Many of those allegations, with no evidence, were aired by Fox News hosts after the 2020 election. Following a defamation lawsuit filed by Dominion against the network, Fox News settled, paying nearly $800 million in damages to Dominion.

(READ MORE: Hamilton County reports no problems with Dominion voting machines)

Kristi Berry, chief deputy for the Hamilton County Election Commission, said in a phone interview that the allegations against Dominion played no role in the county going with a different vendor. She said the county experienced no issues with the voting machines during the 2020 election or any other election.

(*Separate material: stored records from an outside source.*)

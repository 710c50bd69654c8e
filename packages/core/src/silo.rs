//! Silo addresses and the cluster membership model.

use std::collections::HashSet;

use chrono::{DateTime, Duration, Utc};
use serde::{Deserialize, Serialize};

use crate::IdParseError;

/// Network identity of a silo.
///
/// `generation` is the start time in epoch milliseconds, so a silo restarted
/// on the same endpoint gets a distinct address.
#[derive(Debug, Clone, PartialEq, Eq, Hash, PartialOrd, Ord, Serialize, Deserialize)]
pub struct SiloAddress {
    pub host: String,
    pub port: u16,
    pub generation: i64,
}

impl SiloAddress {
    /// Create an address for a silo starting now.
    pub fn new(host: impl Into<String>, port: u16) -> Self {
        Self {
            host: host.into(),
            port,
            generation: Utc::now().timestamp_millis(),
        }
    }

    /// Set an explicit generation.
    pub fn with_generation(mut self, generation: i64) -> Self {
        self.generation = generation;
        self
    }

    /// Endpoint without the generation, e.g. `127.0.0.1:11111`.
    pub fn endpoint(&self) -> String {
        format!("{}:{}", self.host, self.port)
    }

    /// Parse the `host:port@generation` form produced by `Display`.
    pub fn parse(s: &str) -> Result<Self, IdParseError> {
        let invalid = || IdParseError::InvalidSilo(s.to_string());
        let (endpoint, generation) = s.rsplit_once('@').ok_or_else(invalid)?;
        let (host, port) = endpoint.rsplit_once(':').ok_or_else(invalid)?;
        if host.is_empty() {
            return Err(invalid());
        }
        Ok(Self {
            host: host.to_string(),
            port: port.parse().map_err(|_| invalid())?,
            generation: generation.parse().map_err(|_| invalid())?,
        })
    }
}

impl std::fmt::Display for SiloAddress {
    fn fmt(&self, f: &mut std::fmt::Formatter<'_>) -> std::fmt::Result {
        write!(f, "{}:{}@{}", self.host, self.port, self.generation)
    }
}

/// Lifecycle status of a silo in the membership table.
#[derive(Debug, Clone, Copy, Default, PartialEq, Eq, Hash, Serialize, Deserialize)]
#[serde(rename_all = "snake_case")]
pub enum SiloStatus {
    /// Built but not yet joining.
    #[default]
    Created,
    /// Announced itself, not yet serving.
    Joining,
    /// Serving requests.
    Active,
    /// Draining activations before leaving.
    ShuttingDown,
    /// Left the cluster or declared dead by its peers.
    Dead,
}

impl SiloStatus {
    pub fn is_active(self) -> bool {
        matches!(self, SiloStatus::Active)
    }

    /// Check if the silo is leaving or gone.
    pub fn is_terminating(self) -> bool {
        matches!(self, SiloStatus::ShuttingDown | SiloStatus::Dead)
    }
}

impl std::fmt::Display for SiloStatus {
    fn fmt(&self, f: &mut std::fmt::Formatter<'_>) -> std::fmt::Result {
        match self {
            SiloStatus::Created => write!(f, "created"),
            SiloStatus::Joining => write!(f, "joining"),
            SiloStatus::Active => write!(f, "active"),
            SiloStatus::ShuttingDown => write!(f, "shutting_down"),
            SiloStatus::Dead => write!(f, "dead"),
        }
    }
}

/// A vote from one silo that another may be dead.
#[derive(Debug, Clone, PartialEq, Eq, Serialize, Deserialize)]
pub struct Suspicion {
    pub by: SiloAddress,
    pub at: DateTime<Utc>,
}

/// One row of the membership table.
#[derive(Debug, Clone, PartialEq, Eq, Serialize, Deserialize)]
pub struct MembershipEntry {
    pub silo: SiloAddress,
    /// Human-readable silo name.
    pub name: String,
    pub status: SiloStatus,
    pub start_time: DateTime<Utc>,
    /// Last heartbeat written by the silo itself.
    pub i_am_alive: DateTime<Utc>,
    #[serde(default, skip_serializing_if = "Vec::is_empty")]
    pub suspicions: Vec<Suspicion>,
}

impl MembershipEntry {
    /// Create a row for a silo that is starting now.
    pub fn new(silo: SiloAddress, name: impl Into<String>) -> Self {
        let now = Utc::now();
        Self {
            silo,
            name: name.into(),
            status: SiloStatus::Created,
            start_time: now,
            i_am_alive: now,
            suspicions: Vec::new(),
        }
    }

    /// Distinct suspecting silos whose vote is younger than `expiration`.
    pub fn fresh_suspecters(&self, now: DateTime<Utc>, expiration: Duration) -> HashSet<SiloAddress> {
        self.suspicions
            .iter()
            .filter(|s| now - s.at <= expiration)
            .map(|s| s.by.clone())
            .collect()
    }

    /// Check if the heartbeat is older than `max_age`.
    pub fn is_stale(&self, now: DateTime<Utc>, max_age: Duration) -> bool {
        now - self.i_am_alive > max_age
    }
}

/// A versioned snapshot of the membership table.
#[derive(Debug, Clone, Default, PartialEq, Eq, Serialize, Deserialize)]
pub struct MembershipView {
    pub version: u64,
    pub entries: Vec<MembershipEntry>,
}

impl MembershipView {
    /// Active silos, sorted for deterministic iteration.
    pub fn active_silos(&self) -> Vec<SiloAddress> {
        let mut silos: Vec<SiloAddress> = self
            .entries
            .iter()
            .filter(|e| e.status.is_active())
            .map(|e| e.silo.clone())
            .collect();
        silos.sort();
        silos
    }

    pub fn status_of(&self, silo: &SiloAddress) -> Option<SiloStatus> {
        self.entries
            .iter()
            .find(|e| &e.silo == silo)
            .map(|e| e.status)
    }

    pub fn is_active(&self, silo: &SiloAddress) -> bool {
        self.status_of(silo).is_some_and(SiloStatus::is_active)
    }

    /// Silos marked `Dead` in this view.
    pub fn dead_silos(&self) -> Vec<SiloAddress> {
        self.entries
            .iter()
            .filter(|e| e.status == SiloStatus::Dead)
            .map(|e| e.silo.clone())
            .collect()
    }
}

#[cfg(test)]
mod tests {
    use super::*;

    #[test]
    fn silo_address_round_trips_through_display() {
        let silo = SiloAddress::new("10.0.0.7", 11111).with_generation(42);
        assert_eq!(silo.to_string(), "10.0.0.7:11111@42");
        assert_eq!(SiloAddress::parse("10.0.0.7:11111@42").expect("parse"), silo);
        assert!(SiloAddress::parse("10.0.0.7:11111").is_err());
        assert!(SiloAddress::parse(":1@1").is_err());
    }

    #[test]
    fn fresh_suspecters_are_distinct_and_unexpired() {
        let now = Utc::now();
        let a = SiloAddress::new("a", 1).with_generation(1);
        let b = SiloAddress::new("b", 1).with_generation(1);
        let mut entry = MembershipEntry::new(SiloAddress::new("c", 1), "c");
        entry.suspicions = vec![
            Suspicion { by: a.clone(), at: now },
            Suspicion { by: a.clone(), at: now },
            Suspicion { by: b, at: now - Duration::seconds(600) },
        ];

        let voters = entry.fresh_suspecters(now, Duration::seconds(120));
        assert_eq!(voters.len(), 1);
        assert!(voters.contains(&a));
    }

    #[test]
    fn view_lists_only_active_silos() {
        let mut active = MembershipEntry::new(SiloAddress::new("b", 1).with_generation(1), "b");
        active.status = SiloStatus::Active;
        let mut dead = MembershipEntry::new(SiloAddress::new("a", 1).with_generation(1), "a");
        dead.status = SiloStatus::Dead;

        let view = MembershipView {
            version: 3,
            entries: vec![dead.clone(), active.clone()],
        };
        assert_eq!(view.active_silos(), vec![active.silo.clone()]);
        assert_eq!(view.dead_silos(), vec![dead.silo.clone()]);
        assert!(view.is_active(&active.silo));
        assert!(!view.is_active(&dead.silo));
    }
}
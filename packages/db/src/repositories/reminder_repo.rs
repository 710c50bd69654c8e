//! Reminder table repository.

use serde::{Deserialize, Serialize};
use silo_core::{GrainId, ReminderEntry};
use surrealdb::sql::Thing;

use crate::{from_millis, get_db, to_millis, DbError};

/// Repository for durable reminders.
pub struct ReminderRepository;

/// Internal record type for SurrealDB.
#[derive(Debug, Serialize, Deserialize)]
struct ReminderRecord {
    #[serde(default, skip_serializing_if = "Option::is_none")]
    id: Option<Thing>,
    grain: GrainId,
    grain_key: String,
    name: String,
    start_at: i64,
    period_ms: u64,
    etag: String,
}

impl From<ReminderRecord> for ReminderEntry {
    fn from(record: ReminderRecord) -> Self {
        Self {
            grain: record.grain,
            name: record.name,
            start_at: from_millis(record.start_at),
            period_ms: record.period_ms,
            etag: record.etag,
        }
    }
}

fn record_key(grain: &GrainId, name: &str) -> String {
    format!("{}#{}", grain, name)
}

impl ReminderRepository {
    /// Insert or replace a reminder, returning its new etag.
    pub async fn upsert(entry: &ReminderEntry) -> Result<String, DbError> {
        let db = get_db()?;

        let etag = ulid::Ulid::new().to_string();
        let record: Option<ReminderRecord> = db
            .upsert(("reminder", record_key(&entry.grain, &entry.name)))
            .content(ReminderRecord {
                id: None,
                grain: entry.grain.clone(),
                grain_key: entry.grain.to_string(),
                name: entry.name.clone(),
                start_at: to_millis(entry.start_at),
                period_ms: entry.period_ms,
                etag: etag.clone(),
            })
            .await?;

        record
            .map(|r| r.etag)
            .ok_or_else(|| DbError::Query(format!("Failed to write reminder {}", entry.name)))
    }

    /// Get one reminder.
    pub async fn get(grain: &GrainId, name: &str) -> Result<Option<ReminderEntry>, DbError> {
        let db = get_db()?;

        let record: Option<ReminderRecord> = db.select(("reminder", record_key(grain, name))).await?;

        Ok(record.map(ReminderEntry::from))
    }

    /// All reminders registered by `grain`.
    pub async fn read_for_grain(grain: &GrainId) -> Result<Vec<ReminderEntry>, DbError> {
        let db = get_db()?;

        let mut result = db
            .query("SELECT * FROM reminder WHERE grain_key = $grain ORDER BY name ASC")
            .bind(("grain", grain.to_string()))
            .await?;

        let records: Vec<ReminderRecord> = result.take(0)?;
        Ok(records.into_iter().map(ReminderEntry::from).collect())
    }

    /// Every reminder in the cluster.
    pub async fn read_all() -> Result<Vec<ReminderEntry>, DbError> {
        let db = get_db()?;

        let mut result = db
            .query("SELECT * FROM reminder ORDER BY grain_key ASC, name ASC")
            .await?;

        let records: Vec<ReminderRecord> = result.take(0)?;
        Ok(records.into_iter().map(ReminderEntry::from).collect())
    }

    /// Remove a reminder, optionally only at `etag`. Returns whether a row was deleted.
    pub async fn remove(grain: &GrainId, name: &str, etag: Option<&str>) -> Result<bool, DbError> {
        let db = get_db()?;

        let query = match etag {
            Some(_) => "DELETE type::thing('reminder', $key) WHERE etag = $etag RETURN BEFORE",
            None => "DELETE type::thing('reminder', $key) RETURN BEFORE",
        };
        let mut result = db
            .query(query)
            .bind(("key", record_key(grain, name)))
            .bind(("etag", etag.unwrap_or_default().to_string()))
            .await?;

        let removed: Vec<ReminderRecord> = result.take(0)?;
        Ok(!removed.is_empty())
    }
}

"We had zero problems out of Dominion," Berry said. "I have nothing but good things to say."

Allen said the county went with the new vendor because Dominion in its bid was not going to fully replace the county's fleet of voting machines.

"We wanted all new equipment. We had this since 2014," Allen said. "As with any piece of equipment -- election equipment, home equipment, TVs, phones, anything you have for 10 years -- you upgrade, you feel like you need to get something new on the market."

Federal guidelines instituted this month require new voting machines to have a higher standard of internet and physical security, Allen said. The county's old machines would have been grandfathered in, but the county wanted to meet the new standard, he said.

"To be on the forefront of election and cybersecurity, we wanted something that already was thinking forward to the future and had those standards already in it," Allen said.

(READ MORE: Records requests sent to every Tennessee county seek 2020 election data)

Following the 2020 election in Hamilton County, election officials saw an influx of records requests.

Allen said Friday the election commission hasn't received a records request related to the 2020 election in more than eight months.

Before Hamilton County made the decision to go with a new election machines vendor, Williamson County reported tabulation problems in a 2021 city election.

Allen said Hamilton County did not experience tabulation issues with the machines.